TO DO: Before answering, work out how many lines below contain the string "AppState"; the reply is that number alone.

RECORDS SHOWN:
____

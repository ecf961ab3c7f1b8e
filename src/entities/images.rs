use sea_orm::entity::prelude::*;

/// Profile image record, owned by at most one active user via
/// `users.image_no`.
#[derive(Clone, Debug, PartialEq, DeriveEntityModel)]
#[sea_orm(table_name = "images")]
pub struct Model {
    #[sea_orm(primary_key)]
    pub image_no: i64,
    pub image_path: String,
}

#[derive(Copy, Clone, Debug, EnumIter, DeriveRelation)]
pub enum Relation {}

impl ActiveModelBehavior for ActiveModel {}
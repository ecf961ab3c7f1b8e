use argon2::{password_hash::PasswordHash, Argon2, PasswordHasher, PasswordVerifier};
use base64::{engine::general_purpose::URL_SAFE_NO_PAD, Engine as _};
use rand::RngCore;
use thiserror::Error;

#[derive(Debug, Error)]
#[error("password hashing failed")]
pub struct HashError;

/// One-way, internally salted credential hashing. The concrete algorithm is
/// pluggable; `verify` returns false for any mismatch, including digests that
/// do not parse.
pub trait CredentialHasher: Send + Sync {
    fn hash(&self, plaintext: &str) -> Result<String, HashError>;
    fn verify(&self, plaintext: &str, digest: &str) -> bool;
}

/// Random credential for accounts that never set one themselves (social
/// sign-ups). 256 bits of entropy, so password sign-in on such an account
/// cannot be guessed.
pub fn generate_password() -> String {
    let mut bytes = [0u8; 32];
    rand::thread_rng().fill_bytes(&mut bytes);
    URL_SAFE_NO_PAD.encode(bytes)
}

pub struct Argon2CredentialHasher;

impl CredentialHasher for Argon2CredentialHasher {
    fn hash(&self, plaintext: &str) -> Result<String, HashError> {
        let mut salt = [0u8; 16];
        rand::thread_rng().fill_bytes(&mut salt);
        let salt = argon2::password_hash::SaltString::encode_b64(&salt).map_err(|_| HashError)?;
        let digest = Argon2::default()
            .hash_password(plaintext.as_bytes(), &salt)
            .map_err(|_| HashError)?
            .to_string();
        Ok(digest)
    }

    fn verify(&self, plaintext: &str, digest: &str) -> bool {
        let Ok(parsed) = PasswordHash::new(digest) else {
            return false;
        };
        Argon2::default()
            .verify_password(plaintext.as_bytes(), &parsed)
            .is_ok()
    }
}
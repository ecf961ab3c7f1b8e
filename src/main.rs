use member_api::state::AppState;

#[tokio::main]
async fn main() {
    tracing_subscriber::fmt()
        .with_env_filter(
            tracing_subscriber::EnvFilter::try_from_default_env()
                .unwrap_or_else(|_| tracing_subscriber::EnvFilter::new("info")),
        )
        .init();

    let state = AppState::new().await;
    let port = state.config().port();
    let app = member_api::router(state);

    let bind_addr = format!("0.0.0.0:{port}");
    let listener = tokio::net::TcpListener::bind(&bind_addr)
        .await
        .unwrap_or_else(|_| panic!("failed to bind to {}", bind_addr));

    tracing::info!(%bind_addr, "listening");

    axum::serve(listener, app)
        .await
        .expect("server error");
}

____

ANSWER TO THIS TASK: 2